The data:
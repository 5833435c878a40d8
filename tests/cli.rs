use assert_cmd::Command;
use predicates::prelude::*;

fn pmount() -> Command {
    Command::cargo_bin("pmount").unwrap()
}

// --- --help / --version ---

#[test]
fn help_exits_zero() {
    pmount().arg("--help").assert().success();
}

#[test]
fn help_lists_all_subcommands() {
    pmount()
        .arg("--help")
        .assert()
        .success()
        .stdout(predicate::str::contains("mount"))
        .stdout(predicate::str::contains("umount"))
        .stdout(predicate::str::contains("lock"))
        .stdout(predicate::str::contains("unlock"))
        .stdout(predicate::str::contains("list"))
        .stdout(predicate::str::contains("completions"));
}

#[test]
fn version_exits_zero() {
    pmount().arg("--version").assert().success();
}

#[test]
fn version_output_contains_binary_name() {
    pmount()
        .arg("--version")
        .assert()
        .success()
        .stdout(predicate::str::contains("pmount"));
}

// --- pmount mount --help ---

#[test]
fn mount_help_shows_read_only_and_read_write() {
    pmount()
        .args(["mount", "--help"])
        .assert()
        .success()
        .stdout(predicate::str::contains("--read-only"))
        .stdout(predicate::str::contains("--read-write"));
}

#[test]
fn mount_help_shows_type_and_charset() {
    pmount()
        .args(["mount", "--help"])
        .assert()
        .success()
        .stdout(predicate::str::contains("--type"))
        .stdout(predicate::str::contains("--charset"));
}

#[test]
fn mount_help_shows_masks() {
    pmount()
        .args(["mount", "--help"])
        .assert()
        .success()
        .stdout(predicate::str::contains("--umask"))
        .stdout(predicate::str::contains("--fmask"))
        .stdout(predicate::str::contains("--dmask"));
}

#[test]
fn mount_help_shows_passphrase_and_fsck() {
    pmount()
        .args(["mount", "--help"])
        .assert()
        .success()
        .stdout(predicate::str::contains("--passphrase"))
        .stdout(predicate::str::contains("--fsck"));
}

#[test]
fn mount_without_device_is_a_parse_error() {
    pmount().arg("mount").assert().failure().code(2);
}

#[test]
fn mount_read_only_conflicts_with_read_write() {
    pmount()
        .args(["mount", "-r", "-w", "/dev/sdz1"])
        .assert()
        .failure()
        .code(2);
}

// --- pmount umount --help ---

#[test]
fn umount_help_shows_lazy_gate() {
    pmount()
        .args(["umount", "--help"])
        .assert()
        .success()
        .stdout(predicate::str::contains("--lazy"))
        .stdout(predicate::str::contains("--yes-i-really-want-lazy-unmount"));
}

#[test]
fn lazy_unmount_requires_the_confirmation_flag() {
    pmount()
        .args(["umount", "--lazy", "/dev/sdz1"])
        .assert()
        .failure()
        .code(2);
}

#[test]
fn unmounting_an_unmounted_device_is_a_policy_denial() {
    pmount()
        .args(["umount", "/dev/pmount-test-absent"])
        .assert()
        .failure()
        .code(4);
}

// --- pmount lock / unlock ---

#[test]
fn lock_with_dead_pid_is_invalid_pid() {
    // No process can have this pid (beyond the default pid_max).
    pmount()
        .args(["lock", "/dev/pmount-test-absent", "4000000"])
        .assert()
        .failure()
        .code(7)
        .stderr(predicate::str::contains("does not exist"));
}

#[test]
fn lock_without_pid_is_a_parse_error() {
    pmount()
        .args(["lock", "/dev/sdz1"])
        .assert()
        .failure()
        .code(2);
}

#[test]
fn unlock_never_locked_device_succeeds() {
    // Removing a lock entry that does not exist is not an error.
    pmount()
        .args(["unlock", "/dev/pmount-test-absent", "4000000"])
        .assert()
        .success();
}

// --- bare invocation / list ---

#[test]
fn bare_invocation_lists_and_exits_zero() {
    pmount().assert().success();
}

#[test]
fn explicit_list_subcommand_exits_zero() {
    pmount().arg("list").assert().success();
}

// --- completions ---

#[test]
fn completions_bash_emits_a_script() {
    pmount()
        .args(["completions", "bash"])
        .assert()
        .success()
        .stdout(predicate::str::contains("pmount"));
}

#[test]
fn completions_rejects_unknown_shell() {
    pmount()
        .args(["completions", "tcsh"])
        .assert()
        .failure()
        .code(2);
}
---
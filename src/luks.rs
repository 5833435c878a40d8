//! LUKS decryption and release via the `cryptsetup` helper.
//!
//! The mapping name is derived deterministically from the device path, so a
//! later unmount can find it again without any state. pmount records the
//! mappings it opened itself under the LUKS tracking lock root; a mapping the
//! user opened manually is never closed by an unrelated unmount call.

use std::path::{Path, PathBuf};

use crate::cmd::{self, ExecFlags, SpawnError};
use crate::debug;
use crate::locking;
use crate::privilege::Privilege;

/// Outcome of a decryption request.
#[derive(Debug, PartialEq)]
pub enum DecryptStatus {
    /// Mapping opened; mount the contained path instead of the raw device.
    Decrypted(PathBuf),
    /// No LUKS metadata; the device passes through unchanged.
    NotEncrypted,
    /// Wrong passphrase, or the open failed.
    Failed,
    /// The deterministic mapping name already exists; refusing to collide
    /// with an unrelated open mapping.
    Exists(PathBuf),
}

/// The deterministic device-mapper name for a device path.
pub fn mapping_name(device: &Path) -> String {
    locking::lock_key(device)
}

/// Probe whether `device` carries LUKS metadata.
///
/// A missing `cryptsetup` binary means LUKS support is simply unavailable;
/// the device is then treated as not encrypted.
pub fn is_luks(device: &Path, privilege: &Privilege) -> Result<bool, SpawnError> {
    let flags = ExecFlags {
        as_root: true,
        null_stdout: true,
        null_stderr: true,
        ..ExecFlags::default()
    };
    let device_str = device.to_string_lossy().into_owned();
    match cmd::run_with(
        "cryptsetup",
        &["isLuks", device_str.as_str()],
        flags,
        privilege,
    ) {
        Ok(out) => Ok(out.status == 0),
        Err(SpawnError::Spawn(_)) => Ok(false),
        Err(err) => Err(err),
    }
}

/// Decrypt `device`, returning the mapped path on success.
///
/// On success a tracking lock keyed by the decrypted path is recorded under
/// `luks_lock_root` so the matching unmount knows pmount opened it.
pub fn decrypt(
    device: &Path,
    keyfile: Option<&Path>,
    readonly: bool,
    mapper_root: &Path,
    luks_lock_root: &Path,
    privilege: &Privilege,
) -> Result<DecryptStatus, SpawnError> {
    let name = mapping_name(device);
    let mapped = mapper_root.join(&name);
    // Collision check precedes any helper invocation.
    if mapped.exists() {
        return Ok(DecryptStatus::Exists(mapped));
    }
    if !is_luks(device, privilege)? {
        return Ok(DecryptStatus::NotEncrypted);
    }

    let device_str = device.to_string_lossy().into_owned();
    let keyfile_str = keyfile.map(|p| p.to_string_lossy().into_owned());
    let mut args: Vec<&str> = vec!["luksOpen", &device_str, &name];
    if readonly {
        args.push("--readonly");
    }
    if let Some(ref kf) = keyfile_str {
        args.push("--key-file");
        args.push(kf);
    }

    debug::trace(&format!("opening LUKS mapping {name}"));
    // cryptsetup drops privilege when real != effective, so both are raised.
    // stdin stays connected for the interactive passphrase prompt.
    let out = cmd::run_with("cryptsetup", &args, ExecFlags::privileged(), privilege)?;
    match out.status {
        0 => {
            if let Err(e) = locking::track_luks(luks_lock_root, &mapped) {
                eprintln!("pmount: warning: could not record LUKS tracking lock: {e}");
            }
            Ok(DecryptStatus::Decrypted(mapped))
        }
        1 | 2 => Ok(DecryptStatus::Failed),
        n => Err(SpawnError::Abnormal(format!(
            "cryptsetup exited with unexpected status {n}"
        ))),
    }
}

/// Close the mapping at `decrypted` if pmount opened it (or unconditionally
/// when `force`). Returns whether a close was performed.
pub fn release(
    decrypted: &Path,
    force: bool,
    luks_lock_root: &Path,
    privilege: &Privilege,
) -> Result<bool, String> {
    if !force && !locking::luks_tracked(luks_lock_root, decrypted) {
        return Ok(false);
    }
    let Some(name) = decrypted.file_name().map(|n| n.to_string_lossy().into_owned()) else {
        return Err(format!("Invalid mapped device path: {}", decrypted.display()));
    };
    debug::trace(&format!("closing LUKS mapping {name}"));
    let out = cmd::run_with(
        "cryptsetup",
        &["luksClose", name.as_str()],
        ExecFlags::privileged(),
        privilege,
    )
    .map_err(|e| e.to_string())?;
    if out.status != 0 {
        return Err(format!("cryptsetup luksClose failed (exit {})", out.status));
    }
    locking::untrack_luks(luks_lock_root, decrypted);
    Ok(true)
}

Description of the task:
Would you quote everything above from the line containing "both are raised." down to the line containing "if let Err(e)"? Include both of those lines and nothing else.

Your response:
    // cryptsetup drops privilege when real != effective, so both are raised.
    // stdin stays connected for the interactive passphrase prompt.
    let out = cmd::run_with("cryptsetup", &args, ExecFlags::privileged(), privilege)?;
    match out.status {
        0 => {
            if let Err(e) = locking::track_luks(luks_lock_root, &mapped) {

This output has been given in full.